Looking for things to check. Bay Pelican has a 27 hp Yanmar as a backup engine. Worked wonderfully until last year when I installed a separate 12 US gallon diesel tank and new Racor filter so that the engine was totally isolated from the main engine and its fuel supply.

The tank I installed was a decent brand 12 gallon tank with a top feed, typical Racor 500 series, new 5/16" fuel lines.n While the fuel line approaches the engine from below the fuel pump and thus diesel could drain down this is the same arrangement as before.

Now every time the engine sits I have to bleed air from the engine to get it started. A slight amount of air collects after the fuel pump at the location of the second bleed screw right before the injection pump.

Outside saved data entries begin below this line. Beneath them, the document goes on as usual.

//! Core pipeline orchestration and domain logic for jobsweep.
//!
//! This crate ties together acquisition, normalization, locale filtering,
//! deduplication, and sink delivery into a single run (see [`Pipeline`]).

pub mod dedup;
pub mod pipeline;

pub use dedup::{Deduplicator, MarkSeenOutcome, fingerprint};
pub use pipeline::{
    Pipeline, ProgressReporter, RunOutcome, RunReport, RunRequest, SilentProgress, Stage,
    StageCounts,
};
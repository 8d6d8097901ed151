//! Registry-backed deduplication.
//!
//! A record is a duplicate when its URL or its company/title fingerprint has
//! been delivered before, or was already emitted earlier in the same batch.
//! Marking records as seen is the caller's job and must only happen after the
//! sink confirmed delivery.

use std::collections::HashSet;

use chrono::Utc;
use sha2::{Digest, Sha256};
use tracing::{debug, info, instrument, warn};

use jobsweep_shared::{NormalizedRecord, RegistryStats, Result, SeenEntry};
use jobsweep_storage::SeenRegistry;

/// Trailing company tokens ignored when fingerprinting.
const CORPORATE_SUFFIXES: &[&str] = &[
    "inc",
    "incorporated",
    "llc",
    "ltd",
    "limited",
    "corp",
    "corporation",
    "co",
    "company",
    "plc",
    "lp",
    "llp",
];

/// Result of committing delivered records to the registry.
#[derive(Debug, Clone, Copy, Default, PartialEq, Eq)]
pub struct MarkSeenOutcome {
    pub committed: usize,
    pub failed: usize,
}

pub struct Deduplicator<'a> {
    registry: &'a dyn SeenRegistry,
}

impl<'a> Deduplicator<'a> {
    pub fn new(registry: &'a dyn SeenRegistry) -> Self {
        Self { registry }
    }

    /// Keep records never seen before, in input order. First occurrence wins
    /// within the batch. Registry errors abort the whole filter.
    #[instrument(skip_all, fields(input = records.len()))]
    pub async fn filter_new(&self, records: Vec<NormalizedRecord>) -> Result<Vec<NormalizedRecord>> {
        let total = records.len();
        let mut batch_keys: HashSet<String> = HashSet::new();
        let mut fresh = Vec::new();

        for record in records {
            let url = record.source_url.trim();
            let print = fingerprint(&record.company_name, &record.job_title);

            let in_batch = (!url.is_empty() && batch_keys.contains(url))
                || print.as_ref().is_some_and(|p| batch_keys.contains(p));
            if in_batch {
                debug!(company = %record.company_name, title = %record.job_title, "duplicate within batch");
                continue;
            }

            if !url.is_empty() && self.registry.exists_by_url(url).await? {
                debug!(url, "duplicate by url");
                continue;
            }

            if let Some(p) = &print {
                if self.registry.exists_by_fingerprint(p).await? {
                    debug!(company = %record.company_name, title = %record.job_title, "duplicate by content");
                    continue;
                }
            }

            if !url.is_empty() {
                batch_keys.insert(url.to_string());
            }
            if let Some(p) = print {
                batch_keys.insert(p);
            }
            fresh.push(record);
        }

        info!(new = fresh.len(), duplicates = total - fresh.len(), "dedup complete");
        Ok(fresh)
    }

    /// Record delivered postings. Each insert stands alone; failures are
    /// logged and counted.
    #[instrument(skip_all, fields(records = records.len()))]
    pub async fn mark_seen(&self, records: &[NormalizedRecord]) -> MarkSeenOutcome {
        let mut outcome = MarkSeenOutcome::default();

        for record in records {
            let entry = SeenEntry {
                url: record.source_url.trim().to_string(),
                fingerprint: fingerprint(&record.company_name, &record.job_title)
                    .unwrap_or_default(),
                source: record.source.clone(),
                company: record.company_name.clone(),
                title: record.job_title.clone(),
                seen_at: Utc::now(),
            };

            match self.registry.insert(&entry).await {
                Ok(()) => outcome.committed += 1,
                Err(e) => {
                    warn!(
                        company = %entry.company,
                        title = %entry.title,
                        error = %e,
                        "failed to mark job as seen"
                    );
                    outcome.failed += 1;
                }
            }
        }

        outcome
    }

    pub async fn stats(&self) -> Result<RegistryStats> {
        self.registry.stats().await
    }
}

/// Content fingerprint of a posting: SHA-256 hex of `"{company}|{title}"`
/// after folding case, punctuation, whitespace, and corporate suffixes.
/// `None` when either part is empty after folding.
pub fn fingerprint(company: &str, title: &str) -> Option<String> {
    let mut company_tokens = fold_tokens(company);
    while company_tokens.len() > 1
        && company_tokens
            .last()
            .is_some_and(|t| CORPORATE_SUFFIXES.contains(&t.as_str()))
    {
        company_tokens.pop();
    }
    let title_tokens = fold_tokens(title);

    if company_tokens.is_empty() || title_tokens.is_empty() {
        return None;
    }

    let content = format!("{}|{}", company_tokens.join(" "), title_tokens.join(" "));
    let mut hasher = Sha256::new();
    hasher.update(content.as_bytes());
    Some(format!("{:x}", hasher.finalize()))
}

fn fold_tokens(input: &str) -> Vec<String> {
    input
        .to_lowercase()
        .chars()
        .map(|c| if c.is_alphanumeric() { c } else { ' ' })
        .collect::<String>()
        .split_whitespace()
        .map(str::to_string)
        .collect()
}

#[cfg(test)]
mod tests {
    use super::*;
    use chrono::TimeZone;
    use jobsweep_shared::{EmploymentType, ExperienceLevel, PostedDate};
    use jobsweep_storage::MemoryRegistry;

    fn record(company: &str, title: &str, url: &str) -> NormalizedRecord {
        NormalizedRecord {
            company_name: company.into(),
            job_title: title.into(),
            description: String::new(),
            location: "Austin, TX".into(),
            city: "Austin".into(),
            state: "TX".into(),
            country: "US".into(),
            employment_type: EmploymentType::FullTime,
            experience_level: ExperienceLevel::Unknown,
            posted_date: PostedDate::Unknown,
            source_url: url.into(),
            source: "Indeed".into(),
            company_size: String::new(),
            industry: String::new(),
            search_keyword: "Accounts Payable".into(),
            source_job_id: String::new(),
            acquired_at: Utc.with_ymd_and_hms(2026, 3, 2, 9, 0, 0).unwrap(),
        }
    }

    #[test]
    fn fingerprint_folds_case_punctuation_and_suffix() {
        let a = fingerprint("Acme Inc.", "Accounts Payable Clerk").unwrap();
        let b = fingerprint("ACME", "accounts  payable, clerk").unwrap();
        let c = fingerprint("Acme Corp", "Accounts-Payable Clerk").unwrap();
        assert_eq!(a, b);
        assert_eq!(a, c);
        assert_eq!(a.len(), 64);

        assert_ne!(a, fingerprint("Globex", "Accounts Payable Clerk").unwrap());
    }

    #[test]
    fn fingerprint_keeps_company_made_of_suffix_words() {
        // A lone suffix word is the whole name.
        assert!(fingerprint("Company", "AP Clerk").is_some());
        assert_ne!(
            fingerprint("Company", "AP Clerk"),
            fingerprint("Other", "AP Clerk")
        );
    }

    #[test]
    fn fingerprint_requires_both_parts() {
        assert!(fingerprint("", "AP Clerk").is_none());
        assert!(fingerprint("Acme", "...").is_none());
    }

    #[tokio::test]
    async fn batch_duplicates_first_occurrence_wins() {
        let registry = MemoryRegistry::new();
        let dedup = Deduplicator::new(&registry);

        let records = vec![
            record("Acme", "AP Clerk", "https://a.example/1"),
            record("Globex", "AP Analyst", "https://a.example/1"),
            record("Acme Inc", "ap clerk", ""),
            record("Initech", "AP Specialist", ""),
        ];

        let fresh = dedup.filter_new(records).await.unwrap();
        let companies: Vec<_> = fresh.iter().map(|r| r.company_name.as_str()).collect();
        assert_eq!(companies, vec!["Acme", "Initech"]);
    }

    #[tokio::test]
    async fn registry_hits_by_url_or_fingerprint() {
        let registry = MemoryRegistry::new();
        let dedup = Deduplicator::new(&registry);

        let seen = vec![record("Acme", "AP Clerk", "https://a.example/1")];
        assert_eq!(dedup.mark_seen(&seen).await.committed, 1);

        // Same URL, unrelated content.
        let by_url = record("Globex", "Controller", "https://a.example/1");
        // New URL, same company/title.
        let by_content = record("ACME LLC", "ap clerk", "https://b.example/9");
        let fresh_one = record("Initech", "AP Clerk", "https://c.example/3");

        let fresh = dedup
            .filter_new(vec![by_url, by_content, fresh_one])
            .await
            .unwrap();
        assert_eq!(fresh.len(), 1);
        assert_eq!(fresh[0].company_name, "Initech");
    }

    #[tokio::test]
    async fn filter_is_idempotent_after_commit() {
        let registry = MemoryRegistry::new();
        let dedup = Deduplicator::new(&registry);
        let batch = vec![
            record("Acme", "AP Clerk", "https://a.example/1"),
            record("Globex", "AP Analyst", ""),
        ];

        let fresh = dedup.filter_new(batch.clone()).await.unwrap();
        assert_eq!(fresh.len(), 2);
        dedup.mark_seen(&fresh).await;

        assert!(dedup.filter_new(batch).await.unwrap().is_empty());
    }

    #[tokio::test]
    async fn registry_error_aborts_filter() {
        let registry = MemoryRegistry::new();
        registry.set_unavailable(true);
        let dedup = Deduplicator::new(&registry);

        let err = dedup
            .filter_new(vec![record("Acme", "AP Clerk", "https://a.example/1")])
            .await
            .unwrap_err();
        assert!(matches!(err, jobsweep_shared::JobsweepError::Storage(_)));
    }

    #[tokio::test]
    async fn mark_seen_counts_failures_without_aborting() {
        let registry = MemoryRegistry::new();
        registry.set_reject_inserts(true);
        let dedup = Deduplicator::new(&registry);

        let outcome = dedup
            .mark_seen(&[
                record("Acme", "AP Clerk", "https://a.example/1"),
                record("Globex", "AP Analyst", "https://a.example/2"),
            ])
            .await;
        assert_eq!(outcome, MarkSeenOutcome { committed: 0, failed: 2 });
    }
}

I have tightened all fittings. I have checked the seal on the Racor. Tightened the bleed screws on the Yanmar (there are two).

The 12 gallon tank while it is a top feed is above the level of the Yanmar's fuel pump, as is the Racor. The old tank feed was from the bottom of Bay Pelican's fuel tanks and thus there was pressure from the weight of the fuel.

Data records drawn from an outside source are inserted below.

//! Traits implemented by request resolvers.

use async_trait::async_trait;

use crate::completion::Completion;
use crate::request::Request;

/// One request handed to a resolver together with the channel its outcome
/// must be written to.
#[derive(Debug)]
pub struct BatchEntry<R: Request> {
    request: R,
    completion: Completion<R::Value, R::Error>,
}

impl<R: Request> BatchEntry<R> {
    pub(crate) fn new(request: R, completion: Completion<R::Value, R::Error>) -> Self {
        Self {
            request,
            completion,
        }
    }

    /// The request to resolve.
    pub fn request(&self) -> &R {
        &self.request
    }

    /// Writes the outcome. Returns `false` if one was already written.
    pub fn complete(&self, result: Result<R::Value, R::Error>) -> bool {
        self.completion.complete(result)
    }

    /// Completes the request successfully.
    pub fn succeed(&self, value: R::Value) -> bool {
        self.completion.succeed(value)
    }

    /// Completes the request with its own failure.
    pub fn fail(&self, error: R::Error) -> bool {
        self.completion.fail(error)
    }

    /// Returns true while no outcome has been written.
    pub fn is_pending(&self) -> bool {
        self.completion.is_pending()
    }

    pub(crate) fn completion(&self) -> &Completion<R::Value, R::Error> {
        &self.completion
    }
}

/// Capability that executes a batch of same-typed requests.
///
/// # Contract
///
/// `run_batch` must complete every entry exactly once before returning.
/// Entries arrive in the order their requests were enqueued. Returning
/// `Err` means the whole batch failed; the dispatcher then fails every
/// entry that is still pending with that error. Returning with entries
/// still pending is a protocol violation and aborts the run.
#[async_trait]
pub trait RequestResolver<R: Request>: Send + Sync + 'static {
    /// Diagnostic name used in logs and errors.
    fn name(&self) -> &str {
        std::any::type_name::<Self>()
    }

    /// Resolves every entry of the batch.
    async fn run_batch(&self, batch: &[BatchEntry<R>]) -> Result<(), R::Error>;
}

My next approach is to connect the current Racor to one of Bay Pelican's bottom feed fuel tanks directly and not use the new tank and see if that changes anything. If that doesn't work I will bypass the Racor and see if it is the problem (anything is possible.)

Wondering if the Yanmar fuel system is such that there is a slow leak of air and the fuel is draining back to the tank or the Racor.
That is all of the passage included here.